Once through, the road northeast to La Esperanza runs across the Patagonian steppe — plateau country, flat and immense, the wind a permanent presence. The Torres del Paine massif, now 80 kilometres (50 miles) behind and to the west, is still visible on clear days as a pale granite outline above the horizon. The landscape here is classic Santa Cruz province: unbroken thorn scrub and yellow grass, occasional estancias set back behind shelter belts, and the road vanishing to a point ahead. The pay-off for the monotony is the scale of the sky.
La Esperanza is a junction town and fuel stop on Ruta 7, a reliable place to top up the tank before the final leg to El Calafate. From the junction, the road heads east and then north, paved the whole way, covering roughly 160 kilometres (100 miles) of open steppe. Fuel is also available at the EPA station just off the junction.

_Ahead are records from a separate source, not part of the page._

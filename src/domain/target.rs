//! Targets of a bulk operation: stores and the products they own

use serde::{Deserialize, Serialize};
use std::fmt;

/// The two disjoint kinds of target a run can work on
#[derive(Debug, Clone, Copy, PartialEq, Eq, Hash, Serialize, Deserialize)]
#[serde(rename_all = "snake_case")]
pub enum TargetKind {
    Store,
    Product,
}

impl fmt::Display for TargetKind {
    fn fmt(&self, f: &mut fmt::Formatter<'_>) -> fmt::Result {
        match self {
            Self::Store => write!(f, "store"),
            Self::Product => write!(f, "product"),
        }
    }
}

/// One store or product subject to a bulk operation.
///
/// Targets are read-only inputs to a run. A product target carries the id of
/// its owning store so runs can be limited per store.
#[derive(Debug, Clone, PartialEq, Eq, Hash, Serialize, Deserialize)]
pub struct Target {
    pub id: String,
    pub label: String,
    pub kind: TargetKind,
    #[serde(default, skip_serializing_if = "Option::is_none")]
    pub store_id: Option<String>,
}

impl Target {
    pub fn store(id: impl Into<String>, label: impl Into<String>) -> Self {
        Self {
            id: id.into(),
            label: label.into(),
            kind: TargetKind::Store,
            store_id: None,
        }
    }

    pub fn product(
        id: impl Into<String>,
        label: impl Into<String>,
        store_id: impl Into<String>,
    ) -> Self {
        Self {
            id: id.into(),
            label: label.into(),
            kind: TargetKind::Product,
            store_id: Some(store_id.into()),
        }
    }

    pub fn is_store(&self) -> bool {
        self.kind == TargetKind::Store
    }

    pub fn is_product(&self) -> bool {
        self.kind == TargetKind::Product
    }

    /// Grouping key used by per-store limits. Stores group under themselves.
    pub fn group_key(&self) -> &str {
        match self.kind {
            TargetKind::Store => &self.id,
            TargetKind::Product => self.store_id.as_deref().unwrap_or(""),
        }
    }
}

El Calafate sits on the southern shore of Lago Argentino at roughly 320 kilometres (200 miles) northwest of Río Gallegos, surrounded by the windswept semi-arid plateau that characterises this part of Santa Cruz province. The town takes its name from the calafate bush (Berberis microphylla), a low thorny shrub with small yellow flowers and dark blue-black berries that grows across the Patagonian steppe. According to local lore, eating the berries ensures you will return to Patagonia.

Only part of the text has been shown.